*** Opening of Task inputs ***

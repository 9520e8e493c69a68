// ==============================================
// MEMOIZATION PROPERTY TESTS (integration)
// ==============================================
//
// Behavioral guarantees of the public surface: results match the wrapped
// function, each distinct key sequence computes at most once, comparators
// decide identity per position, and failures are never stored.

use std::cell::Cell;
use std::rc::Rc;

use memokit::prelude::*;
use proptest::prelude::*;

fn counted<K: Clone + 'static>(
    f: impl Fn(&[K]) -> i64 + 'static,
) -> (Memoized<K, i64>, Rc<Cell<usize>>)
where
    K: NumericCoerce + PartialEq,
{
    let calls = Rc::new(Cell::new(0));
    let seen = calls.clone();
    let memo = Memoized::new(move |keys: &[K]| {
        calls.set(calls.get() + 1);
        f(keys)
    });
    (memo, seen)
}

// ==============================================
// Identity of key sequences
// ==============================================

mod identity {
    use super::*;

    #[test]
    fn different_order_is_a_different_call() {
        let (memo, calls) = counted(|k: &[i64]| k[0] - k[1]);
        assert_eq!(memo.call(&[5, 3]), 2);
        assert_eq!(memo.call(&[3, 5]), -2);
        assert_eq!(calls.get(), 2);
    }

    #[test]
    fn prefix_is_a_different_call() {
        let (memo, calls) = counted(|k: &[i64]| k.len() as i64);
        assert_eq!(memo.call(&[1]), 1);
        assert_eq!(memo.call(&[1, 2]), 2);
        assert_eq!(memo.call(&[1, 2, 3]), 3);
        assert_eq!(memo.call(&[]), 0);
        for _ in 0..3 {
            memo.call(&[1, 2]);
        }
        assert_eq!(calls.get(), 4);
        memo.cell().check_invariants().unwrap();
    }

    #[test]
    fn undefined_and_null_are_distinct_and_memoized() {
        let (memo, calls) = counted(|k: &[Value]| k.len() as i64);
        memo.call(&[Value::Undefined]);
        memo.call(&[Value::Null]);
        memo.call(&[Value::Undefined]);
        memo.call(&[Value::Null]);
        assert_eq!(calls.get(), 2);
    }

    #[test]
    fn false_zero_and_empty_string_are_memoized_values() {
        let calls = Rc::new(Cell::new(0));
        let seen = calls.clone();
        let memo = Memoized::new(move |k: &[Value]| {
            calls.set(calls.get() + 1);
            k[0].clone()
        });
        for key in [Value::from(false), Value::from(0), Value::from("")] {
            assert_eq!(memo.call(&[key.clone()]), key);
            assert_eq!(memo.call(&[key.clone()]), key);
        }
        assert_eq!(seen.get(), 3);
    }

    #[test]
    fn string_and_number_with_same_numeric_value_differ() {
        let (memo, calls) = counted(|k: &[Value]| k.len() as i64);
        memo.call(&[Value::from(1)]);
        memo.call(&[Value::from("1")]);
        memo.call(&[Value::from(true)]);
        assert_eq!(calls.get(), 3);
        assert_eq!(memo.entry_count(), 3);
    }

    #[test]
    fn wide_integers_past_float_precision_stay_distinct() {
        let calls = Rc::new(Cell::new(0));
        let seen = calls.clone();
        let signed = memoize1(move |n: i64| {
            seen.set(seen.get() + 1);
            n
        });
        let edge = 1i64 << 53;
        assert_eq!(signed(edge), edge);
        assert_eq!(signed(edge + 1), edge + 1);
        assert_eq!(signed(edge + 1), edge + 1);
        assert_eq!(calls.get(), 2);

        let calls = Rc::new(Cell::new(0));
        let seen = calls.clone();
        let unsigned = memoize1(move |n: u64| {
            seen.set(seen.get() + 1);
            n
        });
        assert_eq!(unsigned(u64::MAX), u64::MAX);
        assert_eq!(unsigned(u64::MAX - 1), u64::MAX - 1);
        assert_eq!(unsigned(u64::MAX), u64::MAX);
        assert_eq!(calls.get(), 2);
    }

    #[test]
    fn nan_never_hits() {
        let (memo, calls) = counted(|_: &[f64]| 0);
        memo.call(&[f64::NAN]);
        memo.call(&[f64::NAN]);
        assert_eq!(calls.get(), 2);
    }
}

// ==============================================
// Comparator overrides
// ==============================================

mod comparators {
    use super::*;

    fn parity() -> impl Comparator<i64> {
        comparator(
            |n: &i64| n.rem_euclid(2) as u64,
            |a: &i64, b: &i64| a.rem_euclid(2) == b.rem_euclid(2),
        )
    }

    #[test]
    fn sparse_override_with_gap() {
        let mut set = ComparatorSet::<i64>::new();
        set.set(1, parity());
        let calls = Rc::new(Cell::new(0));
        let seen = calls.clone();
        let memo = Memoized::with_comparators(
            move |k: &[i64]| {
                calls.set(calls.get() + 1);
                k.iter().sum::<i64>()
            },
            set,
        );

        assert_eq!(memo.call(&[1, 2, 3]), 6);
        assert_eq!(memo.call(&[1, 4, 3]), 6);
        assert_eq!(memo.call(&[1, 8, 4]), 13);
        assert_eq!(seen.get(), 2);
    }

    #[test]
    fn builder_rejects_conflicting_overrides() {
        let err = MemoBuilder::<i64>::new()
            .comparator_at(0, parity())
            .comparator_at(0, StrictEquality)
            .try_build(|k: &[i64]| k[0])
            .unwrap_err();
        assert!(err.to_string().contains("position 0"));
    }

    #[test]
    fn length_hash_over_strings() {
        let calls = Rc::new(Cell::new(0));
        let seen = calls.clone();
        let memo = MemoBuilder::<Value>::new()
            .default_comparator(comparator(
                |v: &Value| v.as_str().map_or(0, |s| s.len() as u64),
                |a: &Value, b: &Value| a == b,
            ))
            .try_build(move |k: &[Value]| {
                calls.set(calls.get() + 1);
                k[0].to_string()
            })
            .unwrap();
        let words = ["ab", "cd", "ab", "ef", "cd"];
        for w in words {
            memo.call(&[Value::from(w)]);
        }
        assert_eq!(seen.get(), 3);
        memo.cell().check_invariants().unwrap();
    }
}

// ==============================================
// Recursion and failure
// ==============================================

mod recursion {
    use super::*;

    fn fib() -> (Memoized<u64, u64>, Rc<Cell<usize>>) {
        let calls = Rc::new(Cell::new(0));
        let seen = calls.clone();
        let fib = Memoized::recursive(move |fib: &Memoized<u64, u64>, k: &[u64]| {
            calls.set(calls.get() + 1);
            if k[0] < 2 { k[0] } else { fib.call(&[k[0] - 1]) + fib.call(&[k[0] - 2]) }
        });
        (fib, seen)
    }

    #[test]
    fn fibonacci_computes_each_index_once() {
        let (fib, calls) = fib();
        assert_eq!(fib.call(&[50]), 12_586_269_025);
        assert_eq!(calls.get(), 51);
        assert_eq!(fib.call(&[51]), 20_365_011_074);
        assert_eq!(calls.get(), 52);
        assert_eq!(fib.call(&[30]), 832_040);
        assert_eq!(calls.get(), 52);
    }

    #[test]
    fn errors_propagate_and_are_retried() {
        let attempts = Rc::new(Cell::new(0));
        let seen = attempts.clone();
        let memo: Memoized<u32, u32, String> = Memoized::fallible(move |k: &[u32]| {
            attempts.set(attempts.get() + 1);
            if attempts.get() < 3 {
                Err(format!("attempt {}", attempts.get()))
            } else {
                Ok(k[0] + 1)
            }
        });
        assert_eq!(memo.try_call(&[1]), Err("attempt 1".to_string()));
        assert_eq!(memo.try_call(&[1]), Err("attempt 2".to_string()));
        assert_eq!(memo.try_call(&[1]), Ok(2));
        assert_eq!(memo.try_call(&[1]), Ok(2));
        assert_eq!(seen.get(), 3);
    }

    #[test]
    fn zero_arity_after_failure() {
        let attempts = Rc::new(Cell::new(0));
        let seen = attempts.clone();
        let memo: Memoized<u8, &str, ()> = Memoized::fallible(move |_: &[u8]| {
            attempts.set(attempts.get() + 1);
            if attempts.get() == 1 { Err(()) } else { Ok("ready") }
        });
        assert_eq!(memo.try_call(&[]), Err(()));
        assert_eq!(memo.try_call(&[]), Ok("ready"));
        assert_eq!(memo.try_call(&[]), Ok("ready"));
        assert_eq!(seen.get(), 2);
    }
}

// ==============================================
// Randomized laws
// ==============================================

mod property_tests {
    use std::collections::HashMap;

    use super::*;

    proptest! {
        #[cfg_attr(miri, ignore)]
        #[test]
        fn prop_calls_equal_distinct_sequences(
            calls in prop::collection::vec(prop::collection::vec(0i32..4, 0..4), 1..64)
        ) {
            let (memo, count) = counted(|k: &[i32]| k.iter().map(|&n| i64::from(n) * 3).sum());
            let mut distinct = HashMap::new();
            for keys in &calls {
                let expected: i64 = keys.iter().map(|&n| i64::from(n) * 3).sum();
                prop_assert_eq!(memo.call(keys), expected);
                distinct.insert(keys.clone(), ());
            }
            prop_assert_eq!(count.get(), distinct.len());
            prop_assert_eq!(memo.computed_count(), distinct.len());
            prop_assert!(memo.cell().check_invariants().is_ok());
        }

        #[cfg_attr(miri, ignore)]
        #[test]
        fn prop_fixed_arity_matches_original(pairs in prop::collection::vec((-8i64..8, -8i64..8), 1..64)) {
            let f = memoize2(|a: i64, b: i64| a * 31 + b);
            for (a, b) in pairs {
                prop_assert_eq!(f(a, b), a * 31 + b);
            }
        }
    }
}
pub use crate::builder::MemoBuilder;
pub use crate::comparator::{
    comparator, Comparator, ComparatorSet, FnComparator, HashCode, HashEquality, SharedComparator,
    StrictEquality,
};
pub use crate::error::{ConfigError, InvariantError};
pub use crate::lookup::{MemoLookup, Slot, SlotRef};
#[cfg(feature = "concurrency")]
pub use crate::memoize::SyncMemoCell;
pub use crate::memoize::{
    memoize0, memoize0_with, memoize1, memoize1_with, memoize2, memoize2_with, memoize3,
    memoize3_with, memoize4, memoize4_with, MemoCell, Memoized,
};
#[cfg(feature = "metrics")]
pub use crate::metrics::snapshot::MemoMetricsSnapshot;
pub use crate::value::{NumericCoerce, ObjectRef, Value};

*** Close of Task inputs ***

* _Task directions_
Retrieve all lines from the data that contain the string "expected".

* _Solution_
                let expected: i64 = keys.iter().map(|&n| i64::from(n) * 3).sum();
                prop_assert_eq!(memo.call(keys), expected);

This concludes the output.